Оно – единственная защита от упадка и вырождения. И оно исключительно ценно в наш век, ибо неизбежно ведет к единению человечества, так как только в науке мы имеем такое проявление человеческого духа, которое обязательно и непреложно в единой форме своего проявления для всякого человека, тогда как другие духовные создания человеческого гения – религия, искусство или философия – неизбежно многоразличны, как… проявления человеческих или народных индивидуальностей. И в то же время эта единая научная творческая работа человечества, выливающаяся в единой форме, глубочайшим образом связана с тайниками национальной народной жизни его народов…

Мы все должны чувствовать всю славянскую научную творческую работу как единую, как свою родную, какой бы из отраслей нашего великого племени она ни создавалась».

Такого единства боялись враги России, Советского Союза, славянского мира. Они добились своей цели: разрушили СССР, разъединили славянские народы, постарались посеять вражду даже между близкими «родственниками» – русскими и украинцами. Кстати, предки Владимира Ивановича были уроженцами Малороссии. Однако он, в отличие от местных националистов, прекрасно сознавал, что, отрешаясь от русской культуры, имеющей всемирное значение, и от ее основы – русского языка, – украинский народ резко понизит свой интеллектуальный уровень… Впрочем, и в нынешней России родной язык переживает едва ли не худшие времена за всю историю страны.

Владимир Иванович был идеологом единства и славянства, и мирового научного сообщества. Он воспринимал себя не только как индивидуум, но и как часть природы, человечества, родного народа, как бы продолжая свою жизнь на сотни лет в прошлое и распространяя ее на всю планету. Он прекрасно знал прошлое Отечества; был крупным историком русской и мировой науки и культуры вообще.

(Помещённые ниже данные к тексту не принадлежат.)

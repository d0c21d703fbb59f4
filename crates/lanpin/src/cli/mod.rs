//! CLI argument parsing and command dispatch.

pub mod args;

use anyhow::{Context, Result};
use args::{BuildArgs, CallArgs, Cli, Commands, IdentityArgs, PairArgs, ServeArgs};
use clap::Parser;
use lanpin_ca::{derive_identity, identity_of_root, CertStore};
use tracing::info;
use tracing_subscriber::EnvFilter;

use crate::client::{ClientRequest, ClientTlsFiles};
use crate::config::Settings;
use crate::{pairing, startup};

/// Run the CLI application.
pub async fn run() -> Result<()> {
    let cli = Cli::parse();
    init_tracing(cli.verbose);

    let mut settings = Settings::load(&cli.config)
        .with_context(|| format!("loading {}", cli.config.display()))?;
    if let Some(dir) = cli.cert_dir {
        settings.cert_dir = dir;
    }

    match cli.command {
        Commands::Serve(args) => serve(settings, args).await,
        Commands::Build(args) => build(settings, &args).await,
        Commands::Identity(args) => identity(&settings, args),
        Commands::Pair(args) => pair(&settings, args),
        Commands::Call(args) => call(&settings, args).await,
    }
}

fn init_tracing(verbose: bool) {
    let default = if verbose {
        "lanpin=debug,lanpin_ca=debug"
    } else {
        "lanpin=info,lanpin_ca=info"
    };
    let filter = EnvFilter::try_from_default_env().unwrap_or_else(|_| EnvFilter::new(default));
    tracing_subscriber::fmt().with_env_filter(filter).init();
}

/// Fold `serve` flags into the loaded settings.
fn apply_serve_args(settings: &mut Settings, args: ServeArgs) -> crate::Result<()> {
    if let Some(bind) = args.bind {
        settings.bind_address = bind;
    }
    if let Some(port) = args.front_port {
        settings.ports.front = port;
    }
    if let Some(port) = args.backend_port {
        settings.ports.backend = port;
    }
    if let Some(mode) = args.client_auth {
        settings.client_auth = mode;
    }
    if let Some(alg) = args.algorithm {
        settings.key_algorithm = alg;
    }
    if let Some(path) = args.qr_path {
        settings.qr_path = path;
    }
    settings.announce &= !args.no_announce;
    settings.emit_qr &= !args.no_qr;
    settings.validate()
}

async fn serve(mut settings: Settings, args: ServeArgs) -> Result<()> {
    apply_serve_args(&mut settings, args)?;
    let shutdown = async {
        if let Err(e) = tokio::signal::ctrl_c().await {
            tracing::error!(error = %e, "failed to listen for ctrl-c");
            std::future::pending::<()>().await;
        }
        info!("interrupt received");
    };
    startup::run(&settings, shutdown).await?;
    Ok(())
}

async fn build(mut settings: Settings, args: &BuildArgs) -> Result<()> {
    if let Some(alg) = args.algorithm {
        settings.key_algorithm = alg;
    }
    let material = startup::build_chain(&settings).await?;

    if args.json {
        let out = serde_json::json!({
            "identity": material.identity,
            "fingerprint": material.fingerprint.to_string(),
            "store": material.store.base(),
            "root": material.root,
            "leaf": material.leaf,
        });
        println!("{}", serde_json::to_string_pretty(&out)?);
    } else {
        println!("identity:    {}", material.identity);
        println!("fingerprint: {}", material.fingerprint);
        println!("root:        {}", material.store.ca_cert().display());
        println!("leaf:        {}", material.store.server_cert().display());
    }
    Ok(())
}

fn stored_identity(settings: &Settings) -> Result<lanpin_ca::Identity> {
    let store = CertStore::new(&settings.cert_dir);
    let pem = store
        .read(&store.ca_cert())
        .context("no root certificate, run `lanpin build` first")?;
    Ok(identity_of_root(&pem)?)
}

fn identity(settings: &Settings, args: IdentityArgs) -> Result<()> {
    let identity = match args.fingerprint {
        Some(text) => derive_identity(&text)?,
        None => stored_identity(settings)?,
    };
    println!("{identity}");
    Ok(())
}

fn pair(settings: &Settings, args: PairArgs) -> Result<()> {
    let identity = stored_identity(settings)?;
    let port = args.port.unwrap_or(settings.ports.front);
    let output = args.output.unwrap_or_else(|| settings.qr_path.clone());

    pairing::emit_to_file(&identity, port, &output)?;
    println!("{}", pairing::render_terminal(&identity, port)?);
    println!("Scan to open {}", identity.url(port));
    Ok(())
}

async fn call(settings: &Settings, args: CallArgs) -> Result<()> {
    let defaults = ClientTlsFiles::from_store(&CertStore::new(&settings.cert_dir));
    let files = ClientTlsFiles {
        key: args.key.unwrap_or(defaults.key),
        cert: args.cert.unwrap_or(defaults.cert),
        ca: args.ca.unwrap_or(defaults.ca),
    };

    let mut request = ClientRequest::new(&args.host, args.port, &args.path, &args.method, files)?
        .insecure(args.insecure);
    if let Some(body) = args.body {
        request = request.body(body);
    }
    if let Some(addr) = args.connect_to {
        request = request.connect_to(addr);
    }

    let status = request.send(&mut std::io::stdout()).await?;
    println!();
    if !status.is_success() {
        anyhow::bail!("server answered {status}");
    }
    Ok(())
}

Он с юности стремился постичь окружающий мир, земную природу, и с полным основанием мог бы повторить вслед за Ломоносовым: я читаю и желаю понять нерукотворное Евангелие Природы. Это озарение пришло к нему в двадцатилетнем возрасте. Он записал в дневнике: «Прежде я не понимал того наслаждения, какое чувствует человек… искать объяснения того, что из сущего, из природы воспроизводится его чувствами, не из книг, а из нее самой… Какое наслаждение «вопрошать природу»! Какой рой вопросов, мыслей, соображений! Сколько причин для удивления, сколько ощущений приятного при попытке обнять своим умом, воспроизвести в себе ту работу, какая длилась века в бесконечных ее областях!»

С той поры он не ограничивался знаниями, почерпнутыми из книг и статей (а читал он разнообразнейшую литературу на всех основных европейских языках). Он проехал тысячи километров на поездах и в телегах, пересекая вдоль и поперек Европу, Кавказ, Урал. Прошагал сотни километров, изучая рудники Польши, Чехословакии, Германии; древние вулканы Центральной Франции и огнедышащий Везувий; грязевые вулканы Тамани и Керченского полуострова, нефтепромыслы Баку; рудопроявления в горах Кавказа, Алтая, Средней Азии, на Украине; гранитные массивы Забайкалья и Франции, базальты Северной Ирландии…

Как геолог он охватывал мыслью миллионолетия существования биосферы и живого вещества; как историк прослеживал эволюцию мысли человечества за века и тысячелетия. Последнее обстоятельство во многом определило его представления о ноосфере. Владимир Иванович понимал ее как область господства научной мысли, определяющей деятельность человека.